I’m intrigued by all things Tesla including their newest product, the Powerwall. The Powerwall is essentially a Tesla battery installed in the home to store excess power which can then be used later like during a power outage. Additionally, the Powerwall can charge itself when electricity rates are cheaper and then provides power to your home to avoid high cost peak times. But since Hawaii doesn’t tier its electricity rates for residences, that downplays a big feature of the Powerwall.
Couple the Powerwall with PV solar and the situation becomes more compelling. Assuming you don’t have enough solar panels to “zeroize” your electricity bill then the Powerwall could store excess electricity produced by the sun and when your home’s power consumption increases, the Powerwall provides the free power rather than getting it from (and paying) HECO.

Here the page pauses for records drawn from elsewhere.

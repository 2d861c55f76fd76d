//! Error type shared by the calculator and the console session.

use std::fmt;

/// Errors that can occur while estimating airtime and capacity.
#[derive(Debug, Clone, PartialEq)]
pub enum CapacityError {
    /// A numeric input is outside the domain of the formulas.
    InvalidParameter {
        /// Parameter name as it appears in the API.
        name: &'static str,
        /// Why the value was rejected.
        reason: String,
    },
    /// Console text could not be parsed as the expected numeric type.
    MalformedInput {
        /// Field being prompted for.
        field: &'static str,
        /// The offending text (trimmed).
        input: String,
    },
    /// Input stream ended before all fields were read.
    InputClosed,
    /// Reading from or writing to the console failed.
    Io(String),
}

impl CapacityError {
    pub(crate) fn invalid(name: &'static str, reason: impl Into<String>) -> Self {
        Self::InvalidParameter {
            name,
            reason: reason.into(),
        }
    }
}

impl fmt::Display for CapacityError {
    fn fmt(&self, f: &mut fmt::Formatter<'_>) -> fmt::Result {
        match self {
            Self::InvalidParameter { name, reason } => {
                write!(f, "invalid parameter {}: {}", name, reason)
            }
            Self::MalformedInput { field, input } => {
                write!(f, "malformed input for {}: {:?}", field, input)
            }
            Self::InputClosed => write!(f, "input closed before all values were read"),
            Self::Io(msg) => write!(f, "console I/O error: {}", msg),
        }
    }
}

impl std::error::Error for CapacityError {}

impl From<std::io::Error> for CapacityError {
    fn from(e: std::io::Error) -> Self {
        Self::Io(e.to_string())
    }
}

But is this worth the $3000-3500 price tag of a single Powerwall (not including installation and other ancillary equipment)? I don’t know if there are tax considerations. More than one Powerwall can be interconnected by the way if you’re trying to live off the power grid.
Supposedly, Hawaii has the highest electrical rates in the country, and the U.S. Energy Information Admininstration says the average American home consumes about 11,000 kWh per year or about 30 kWh per day. This equates to getting three 10 kWh Powerwalls for $10,500 to store enough power daily (generated from solar) and remove your home from the commercial power grid.

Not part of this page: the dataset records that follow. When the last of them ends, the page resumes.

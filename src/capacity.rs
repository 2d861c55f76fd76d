//! Mesh capacity estimation.
//!
//! Combines packet airtime and the duty-cycle rate into a report of how many
//! packets a mesh of N nodes sharing one channel can send per hour, in total
//! and per node.
//!
//! # Example
//!
//! ```
//! use lora_capacity::{estimate_mesh_capacity, DEFAULT_DUTY_CYCLE};
//!
//! let report = estimate_mesh_capacity(10, 20, 7, 125_000.0, DEFAULT_DUTY_CYCLE).unwrap();
//! assert_eq!(report.airtime_seconds, 0.062);
//! assert_eq!(report.max_packets_per_hour_total, 583.51);
//! assert_eq!(report.max_packets_per_hour_per_node, 58.351);
//! assert_eq!(report.avg_seconds_between_packets_per_node, 61.7);
//! ```

use crate::lora::{
    airtime, packets_per_hour, LoRaParams, BANDWIDTH_HZ, DEFAULT_DUTY_CYCLE, SECONDS_PER_HOUR,
    SPREADING_FACTOR,
};
use crate::CapacityError;
use log::{debug, warn};
use serde::Serialize;
use std::fmt;

/// Result of a capacity estimate. Every field is rounded for presentation.
#[derive(Debug, Clone, Copy, PartialEq, Serialize)]
pub struct CapacityReport {
    /// Time-on-air of one packet (3 decimals).
    pub airtime_seconds: f64,
    /// Packets per hour the whole channel allows (2 decimals).
    pub max_packets_per_hour_total: f64,
    /// Fair share of the channel rate for one node (3 decimals).
    pub max_packets_per_hour_per_node: f64,
    /// Mean gap between packets from one node, `inf` when it may never send (1 decimal).
    pub avg_seconds_between_packets_per_node: f64,
}

impl CapacityReport {
    /// Field names and values, in output order.
    pub fn fields(&self) -> [(&'static str, f64); 4] {
        [
            ("airtime_seconds", self.airtime_seconds),
            ("max_packets_per_hour_total", self.max_packets_per_hour_total),
            (
                "max_packets_per_hour_per_node",
                self.max_packets_per_hour_per_node,
            ),
            (
                "avg_seconds_between_packets_per_node",
                self.avg_seconds_between_packets_per_node,
            ),
        ]
    }

    /// Serialize to JSON. An infinite interval is written as `null`.
    pub fn to_json(&self) -> Result<String, serde_json::Error> {
        serde_json::to_string(self)
    }
}

impl fmt::Display for CapacityReport {
    fn fmt(&self, f: &mut fmt::Formatter<'_>) -> fmt::Result {
        for (name, value) in self.fields() {
            writeln!(f, "{}: {}", name, format_value(value))?;
        }
        Ok(())
    }
}

/// Format a float the way a console user expects: `61.7`, `10.0`, `inf`.
fn format_value(value: f64) -> String {
    if value.is_finite() && value.fract() == 0.0 {
        format!("{:.1}", value)
    } else {
        format!("{}", value)
    }
}

/// Round to `decimals` places, ties to even on the exact binary value.
///
/// Formatting with a fixed precision rounds the exact decimal expansion of
/// the float, which avoids the double rounding of `(x * 10^n).round() / 10^n`.
fn round_to(value: f64, decimals: usize) -> f64 {
    if !value.is_finite() {
        return value;
    }
    format!("{:.*}", decimals, value).parse().unwrap_or(value)
}

/// Inputs of a capacity estimate.
#[derive(Debug, Clone, Copy, PartialEq)]
pub struct MeshScenario {
    /// Nodes contending for the channel.
    pub nodes: u32,
    /// Payload size of every packet, in bytes.
    pub payload_bytes: usize,
    /// Spreading factor used by all nodes.
    pub spreading_factor: u8,
    /// Channel bandwidth in Hz.
    pub bandwidth_hz: f64,
    /// Duty-cycle cap as a fraction (0.01 = 1%).
    pub duty_cycle: f64,
}

impl Default for MeshScenario {
    fn default() -> Self {
        Self {
            nodes: 1,
            payload_bytes: 20,
            spreading_factor: SPREADING_FACTOR,
            bandwidth_hz: BANDWIDTH_HZ,
            duty_cycle: DEFAULT_DUTY_CYCLE,
        }
    }
}

impl MeshScenario {
    /// Estimate the capacity of this scenario.
    ///
    /// Coding rate and preamble use the standard defaults (4/5, 8 symbols).
    pub fn estimate(&self) -> Result<CapacityReport, CapacityError> {
        if self.nodes == 0 {
            return Err(CapacityError::invalid("nodes", "must be at least 1"));
        }

        let params = LoRaParams::new(self.spreading_factor).with_bandwidth(self.bandwidth_hz);
        let airtime_seconds = airtime(self.payload_bytes, &params)?;
        let total_pph = packets_per_hour(airtime_seconds, self.duty_cycle)?;

        let per_node_pph = total_pph / f64::from(self.nodes);
        let per_node_interval = if per_node_pph > 0.0 {
            SECONDS_PER_HOUR / per_node_pph
        } else {
            f64::INFINITY
        };
        if per_node_interval.is_infinite() {
            warn!("duty cycle {} leaves no airtime for any node", self.duty_cycle);
        }

        debug!(
            "{} nodes: {:.3} packets/hour total, {:.3} per node, one every {:.1} s",
            self.nodes, total_pph, per_node_pph, per_node_interval
        );

        Ok(CapacityReport {
            airtime_seconds: round_to(airtime_seconds, 3),
            max_packets_per_hour_total: round_to(total_pph, 2),
            max_packets_per_hour_per_node: round_to(per_node_pph, 3),
            avg_seconds_between_packets_per_node: round_to(per_node_interval, 1),
        })
    }
}

/// Estimate total and per-node capacity of `nodes` sharing one channel.
///
/// Returns [`CapacityError::InvalidParameter`] for zero nodes and for any
/// parameter rejected by [`airtime`] or [`packets_per_hour`].
pub fn estimate_mesh_capacity(
    nodes: u32,
    payload_bytes: usize,
    spreading_factor: u8,
    bandwidth_hz: f64,
    duty_cycle: f64,
) -> Result<CapacityReport, CapacityError> {
    MeshScenario {
        nodes,
        payload_bytes,
        spreading_factor,
        bandwidth_hz,
        duty_cycle,
    }
    .estimate()
}

#[cfg(test)]
mod tests {
    use super::*;

    fn eu_estimate(nodes: u32, payload_bytes: usize, sf: u8) -> CapacityReport {
        estimate_mesh_capacity(nodes, payload_bytes, sf, 125_000.0, 0.01).unwrap()
    }

    // ==================== Report Values ====================

    #[test]
    fn test_ten_nodes_sf7() {
        let report = eu_estimate(10, 20, 7);
        assert_eq!(report.airtime_seconds, 0.062);
        assert_eq!(report.max_packets_per_hour_total, 583.51);
        assert_eq!(report.max_packets_per_hour_per_node, 58.351);
        assert_eq!(report.avg_seconds_between_packets_per_node, 61.7);
    }

    #[test]
    fn test_per_node_share_and_interval() {
        let report = eu_estimate(10, 20, 7);
        assert!(
            (report.max_packets_per_hour_per_node - report.max_packets_per_hour_total / 10.0).abs()
                < 1e-3
        );
        assert!(
            (report.avg_seconds_between_packets_per_node
                - 3600.0 / report.max_packets_per_hour_per_node)
                .abs()
                < 0.1
        );
    }

    #[test]
    fn test_single_node_sf7() {
        let report = eu_estimate(1, 20, 7);
        assert_eq!(report.max_packets_per_hour_per_node, 583.506);
        assert_eq!(report.avg_seconds_between_packets_per_node, 6.2);
    }

    #[test]
    fn test_sf12_with_ten_percent_duty_cycle() {
        let report = estimate_mesh_capacity(50, 51, 12, 125_000.0, 0.1).unwrap();
        assert_eq!(report.airtime_seconds, 2.302);
        assert_eq!(report.max_packets_per_hour_total, 156.39);
        assert_eq!(report.max_packets_per_hour_per_node, 3.128);
        assert_eq!(report.avg_seconds_between_packets_per_node, 1151.0);
    }

    #[test]
    fn test_empty_payload_is_accepted() {
        let report = eu_estimate(3, 0, 12);
        assert_eq!(report.airtime_seconds, 0.664);
        assert_eq!(report.max_packets_per_hour_total, 54.25);
        assert_eq!(report.max_packets_per_hour_per_node, 18.084);
        assert_eq!(report.avg_seconds_between_packets_per_node, 199.1);
    }

    #[test]
    fn test_zero_duty_cycle_gives_infinite_interval() {
        let report = estimate_mesh_capacity(1, 20, 7, 125_000.0, 0.0).unwrap();
        assert_eq!(report.max_packets_per_hour_total, 0.0);
        assert_eq!(report.max_packets_per_hour_per_node, 0.0);
        assert_eq!(report.avg_seconds_between_packets_per_node, f64::INFINITY);
    }

    #[test]
    fn test_estimate_is_deterministic() {
        let first = eu_estimate(7, 33, 9);
        let second = eu_estimate(7, 33, 9);
        for ((_, a), (_, b)) in first.fields().iter().zip(second.fields().iter()) {
            assert_eq!(a.to_bits(), b.to_bits());
        }
    }

    #[test]
    fn test_more_nodes_means_less_per_node() {
        let mut previous = eu_estimate(1, 20, 7);
        for nodes in [2, 5, 10, 50, 100] {
            let report = eu_estimate(nodes, 20, 7);
            assert!(report.max_packets_per_hour_per_node < previous.max_packets_per_hour_per_node);
            assert!(
                report.avg_seconds_between_packets_per_node
                    > previous.avg_seconds_between_packets_per_node
            );
            assert_eq!(
                report.max_packets_per_hour_total,
                previous.max_packets_per_hour_total
            );
            previous = report;
        }
    }

    #[test]
    fn test_scenario_default_matches_free_function() {
        let scenario = MeshScenario::default();
        assert_eq!(scenario.estimate().unwrap(), eu_estimate(1, 20, 7));
    }

    // ==================== Validation ====================

    #[test]
    fn test_zero_nodes_is_rejected() {
        let result = estimate_mesh_capacity(0, 20, 7, 125_000.0, 0.01);
        assert!(matches!(
            result,
            Err(CapacityError::InvalidParameter { name: "nodes", .. })
        ));
    }

    #[test]
    fn test_invalid_sf_is_rejected() {
        let result = estimate_mesh_capacity(10, 20, 2, 125_000.0, 0.01);
        assert!(matches!(
            result,
            Err(CapacityError::InvalidParameter {
                name: "spreading_factor",
                ..
            })
        ));
    }

    #[test]
    fn test_negative_duty_cycle_is_rejected() {
        let result = estimate_mesh_capacity(10, 20, 7, 125_000.0, -0.5);
        assert!(matches!(
            result,
            Err(CapacityError::InvalidParameter {
                name: "duty_cycle",
                ..
            })
        ));
    }

    // ==================== Formatting ====================

    #[test]
    fn test_round_to() {
        assert_eq!(round_to(0.061696, 3), 0.062);
        assert_eq!(round_to(58.35062240663901, 3), 58.351);
        assert_eq!(round_to(1150.9759999999999, 1), 1151.0);
        assert_eq!(round_to(f64::INFINITY, 1), f64::INFINITY);
    }

    #[test]
    fn test_display_lines_in_order() {
        let text = eu_estimate(10, 20, 7).to_string();
        assert_eq!(
            text,
            "airtime_seconds: 0.062\n\
             max_packets_per_hour_total: 583.51\n\
             max_packets_per_hour_per_node: 58.351\n\
             avg_seconds_between_packets_per_node: 61.7\n"
        );
    }

    #[test]
    fn test_display_whole_and_infinite_values() {
        let report = estimate_mesh_capacity(1, 20, 7, 125_000.0, 0.0).unwrap();
        let text = report.to_string();
        assert!(text.contains("max_packets_per_hour_total: 0.0\n"));
        assert!(text.contains("avg_seconds_between_packets_per_node: inf\n"));
    }

    #[test]
    fn test_json_field_order() {
        let json = eu_estimate(10, 20, 7).to_json().unwrap();
        assert_eq!(
            json,
            r#"{"airtime_seconds":0.062,"max_packets_per_hour_total":583.51,"max_packets_per_hour_per_node":58.351,"avg_seconds_between_packets_per_node":61.7}"#
        );
    }

    #[test]
    fn test_json_infinite_interval_is_null() {
        let report = estimate_mesh_capacity(1, 20, 7, 125_000.0, 0.0).unwrap();
        let json = report.to_json().unwrap();
        assert!(json.contains(r#""avg_seconds_between_packets_per_node":null"#));
    }
}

Looking at my power usage (and assuming I’m doing the math right), it looks like my household averages usage of 4.3 kWh per day for months that we get power from HECO. That’s far short from the estimated 30 kWh for an average home. Anyways, with that 4.3 kWh daily usage, the 7 kWh Powerwall unit for $3000 should suffice and with room to spare.
But looking at my HECO bill, my solar panels don’t generate enough to juice up the Powerwall. So I’m not sure how it works. Do you initially charge the Powerwall using HECO and solar. Then when charged, your house draws from the Powerwall first then when depleted falls back to HECO? If that’s the case, I should be good shape with my daily average of 4.3 kWh. I would have to see the solar production numbers to verify that it can keep up that 4.3 kWh depletion. Then in theory, I would be paying the minimum monthly bill to HECO (after that Powerwall charge up).

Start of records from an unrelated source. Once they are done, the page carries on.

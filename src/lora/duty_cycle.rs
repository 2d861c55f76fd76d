//! Duty-cycle limited packet rate.
//!
//! Converts the airtime of one packet into the theoretical maximum number of
//! packets per hour a transmitter may send without exceeding its duty cycle.
//!
//! # Example
//!
//! ```
//! use lora_capacity::lora::{packets_per_hour, DEFAULT_DUTY_CYCLE};
//!
//! // 1% of an hour is 36 s of airtime; 100 ms packets fit 360 times.
//! let rate = packets_per_hour(0.1, DEFAULT_DUTY_CYCLE).unwrap();
//! assert!((rate - 360.0).abs() < 1e-9);
//! ```

use crate::CapacityError;
use log::debug;

/// Seconds in the window the duty cycle applies to.
pub const SECONDS_PER_HOUR: f64 = 3600.0;

/// Default duty cycle (1%, EU 868 MHz band).
pub const DEFAULT_DUTY_CYCLE: f64 = 0.01;

/// Airtime budget in seconds per hour for the given duty cycle.
pub fn airtime_budget_per_hour(duty_cycle: f64) -> Result<f64, CapacityError> {
    if !duty_cycle.is_finite() || duty_cycle < 0.0 {
        return Err(CapacityError::invalid(
            "duty_cycle",
            format!("must be a non-negative fraction, got {}", duty_cycle),
        ));
    }
    Ok(SECONDS_PER_HOUR * duty_cycle)
}

/// Maximum packets per hour under a duty-cycle cap.
///
/// `rate = 3600 * duty_cycle / airtime_seconds`
///
/// A zero duty cycle yields a rate of zero. Non-positive airtime and negative
/// duty cycles are rejected with [`CapacityError::InvalidParameter`].
pub fn packets_per_hour(airtime_seconds: f64, duty_cycle: f64) -> Result<f64, CapacityError> {
    if !airtime_seconds.is_finite() || airtime_seconds <= 0.0 {
        return Err(CapacityError::invalid(
            "airtime_seconds",
            format!("must be positive, got {}", airtime_seconds),
        ));
    }
    let budget = airtime_budget_per_hour(duty_cycle)?;
    let rate = budget / airtime_seconds;

    debug!(
        "rate: {:.3} s budget / {:.6} s per packet = {:.3} packets/hour",
        budget, airtime_seconds, rate
    );
    Ok(rate)
}
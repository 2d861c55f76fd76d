//! LoRa link math.
//!
//! This module contains:
//! - [`config`]: Region presets and standard LoRa parameters
//! - [`airtime`]: Time-on-air calculation for LoRa packets
//! - [`duty_cycle`]: Packet rate under a duty-cycle cap

mod airtime;
mod config;
mod duty_cycle;

pub use airtime::{airtime, airtime_ms, payload_symbol_count, LoRaParams};
pub use config::{
    Region, BANDWIDTH_HZ, CODING_RATE, MAX_SPREADING_FACTOR, MIN_SPREADING_FACTOR,
    PREAMBLE_SYMBOLS, SPREADING_FACTOR,
};
pub use duty_cycle::{
    airtime_budget_per_hour, packets_per_hour, DEFAULT_DUTY_CYCLE, SECONDS_PER_HOUR,
};
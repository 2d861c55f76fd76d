//! Interactive LoRa airtime and mesh capacity estimator.
//!
//! # Usage
//!
//! ```bash
//! cargo run
//! RUST_LOG=debug cargo run
//! cargo run --features region-us915   # 10% default duty cycle
//! ```

use log::{error, info};
use lora_capacity::console::run_session;
use lora_capacity::Region;
use std::io;

fn main() {
    // Logs go to stderr; the report goes to stdout
    env_logger::Builder::from_env(env_logger::Env::default().default_filter_or("warn")).init();

    let region = Region::default();
    info!(
        "default region {} ({}% duty cycle)",
        region,
        region.duty_cycle_percent()
    );

    let stdin = io::stdin();
    let stdout = io::stdout();
    if let Err(e) = run_session(&mut stdin.lock(), &mut stdout.lock(), region) {
        error!("session failed: {}", e);
        std::process::exit(1);
    }
}
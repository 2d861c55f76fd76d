//! LoRa time-on-air calculation.
//!
//! Computes how long a single packet occupies the channel from its payload
//! size and modulation parameters. The payload symbol count follows the
//! standard LoRa formula with the CRC and header terms folded into fixed
//! constants (`+ 28 + 16 - 20`) and a `4 * (SF - 2)` denominator.
//!
//! # Example
//!
//! ```
//! use lora_capacity::lora::{airtime, LoRaParams};
//!
//! let params = LoRaParams::new(7);
//! let seconds = airtime(20, &params).unwrap();
//! assert!((seconds - 0.061696).abs() < 1e-9);
//! ```

use super::config::{BANDWIDTH_HZ, CODING_RATE, PREAMBLE_SYMBOLS, SPREADING_FACTOR};
use crate::CapacityError;
use log::debug;

/// Fixed sync word and header overhead, in symbols.
const SYNC_SYMBOLS: f64 = 4.25;

/// Symbols always sent for the payload section, before any coding blocks.
const BASE_PAYLOAD_SYMBOLS: f64 = 8.0;

/// LoRa modulation parameters for airtime calculation.
#[derive(Debug, Clone, Copy, PartialEq)]
pub struct LoRaParams {
    /// Spreading factor (7-12; the formula is only defined above 2)
    pub spreading_factor: u8,
    /// Bandwidth in Hz (typically 125000, 250000, or 500000)
    pub bandwidth_hz: f64,
    /// Coding rate denominator (5-8 for 4/5 to 4/8)
    pub coding_rate: u8,
    /// Preamble length in symbols (typically 8)
    pub preamble_symbols: u16,
}

impl Default for LoRaParams {
    fn default() -> Self {
        Self::new(SPREADING_FACTOR)
    }
}

impl LoRaParams {
    /// Parameters for the given spreading factor with standard defaults
    /// (125 kHz, coding rate 4/5, 8 preamble symbols).
    pub fn new(spreading_factor: u8) -> Self {
        Self {
            spreading_factor,
            bandwidth_hz: BANDWIDTH_HZ,
            coding_rate: CODING_RATE,
            preamble_symbols: PREAMBLE_SYMBOLS,
        }
    }

    pub fn with_bandwidth(mut self, bandwidth_hz: f64) -> Self {
        self.bandwidth_hz = bandwidth_hz;
        self
    }

    pub fn with_coding_rate(mut self, coding_rate: u8) -> Self {
        self.coding_rate = coding_rate;
        self
    }

    pub fn with_preamble(mut self, preamble_symbols: u16) -> Self {
        self.preamble_symbols = preamble_symbols;
        self
    }

    /// Check that the parameters are inside the domain of the airtime formula.
    pub fn validate(&self) -> Result<(), CapacityError> {
        validate_symbol_params(self.spreading_factor, self.coding_rate)?;
        if !self.bandwidth_hz.is_finite() || self.bandwidth_hz <= 0.0 {
            return Err(CapacityError::invalid(
                "bandwidth",
                format!("must be a positive number of Hz, got {}", self.bandwidth_hz),
            ));
        }
        Ok(())
    }

    /// Symbol duration in seconds: `2^SF / BW`.
    pub fn symbol_duration(&self) -> f64 {
        2.0_f64.powi(i32::from(self.spreading_factor)) / self.bandwidth_hz
    }
}

fn validate_symbol_params(spreading_factor: u8, coding_rate: u8) -> Result<(), CapacityError> {
    if spreading_factor <= 2 {
        return Err(CapacityError::invalid(
            "spreading_factor",
            format!("must be greater than 2, got {}", spreading_factor),
        ));
    }
    if coding_rate == 0 {
        return Err(CapacityError::invalid("coding_rate", "must be at least 1"));
    }
    Ok(())
}

/// Number of symbols in the payload section of a packet.
///
/// `8 + CR * max(ceil((8*PL - 4*SF + 28 + 16 - 20) / (4*(SF - 2))), 0)`
///
/// Small payloads at high spreading factors give a negative block count,
/// which is clamped so only the 8 base symbols remain.
pub fn payload_symbol_count(
    payload_bytes: usize,
    spreading_factor: u8,
    coding_rate: u8,
) -> Result<f64, CapacityError> {
    validate_symbol_params(spreading_factor, coding_rate)?;

    let sf = f64::from(spreading_factor);
    let numerator = 8.0 * payload_bytes as f64 - 4.0 * sf + 28.0 + 16.0 - 20.0;
    let denominator = 4.0 * (sf - 2.0);

    let blocks = (numerator / denominator).ceil().max(0.0);
    Ok(BASE_PAYLOAD_SYMBOLS + blocks * f64::from(coding_rate))
}

/// Calculate LoRa packet airtime in seconds.
///
/// Returns [`CapacityError::InvalidParameter`] when the spreading factor is
/// 2 or less, the coding rate is zero, or the bandwidth is not positive.
pub fn airtime(payload_bytes: usize, params: &LoRaParams) -> Result<f64, CapacityError> {
    params.validate()?;

    let symbol_duration = params.symbol_duration();
    let payload_symbols =
        payload_symbol_count(payload_bytes, params.spreading_factor, params.coding_rate)?;
    let total_symbols = f64::from(params.preamble_symbols) + SYNC_SYMBOLS + payload_symbols;
    let seconds = total_symbols * symbol_duration;

    debug!(
        "airtime: {} bytes SF{} {} Hz -> {} symbols, {:.6} s",
        payload_bytes, params.spreading_factor, params.bandwidth_hz, total_symbols, seconds
    );
    Ok(seconds)
}

/// Calculate airtime in milliseconds (convenience wrapper).
pub fn airtime_ms(payload_bytes: usize, params: &LoRaParams) -> Result<f64, CapacityError> {
    Ok(airtime(payload_bytes, params)? * 1000.0)
}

Looking over one year’s worth of electricity bills and factoring out the roughly $18 minimum bill, I’d be saving around $360 in one year. So roughly, that equates to a 10 year return on investment?? The Powerwall does include a 10-year warranty with optional 10-year extension. Having power when the grid goes down (which seems to happen at least once a year for us) is a benefit although the 7 kWh Powerwall wasn’t designed for this (that’s the intent of the 10 kWh model but assuming only capacities differ, I’m guessing the smaller unit can serve as a power backup for a home).
Again, I’m not sure if my rough calculations are on track. But looking at my power usage, there seems to be enough benefits for Tesla’s Powerwall – paid off in about ten years (under warranty), not relying on HECO (as much), and having power during blackout and brownouts.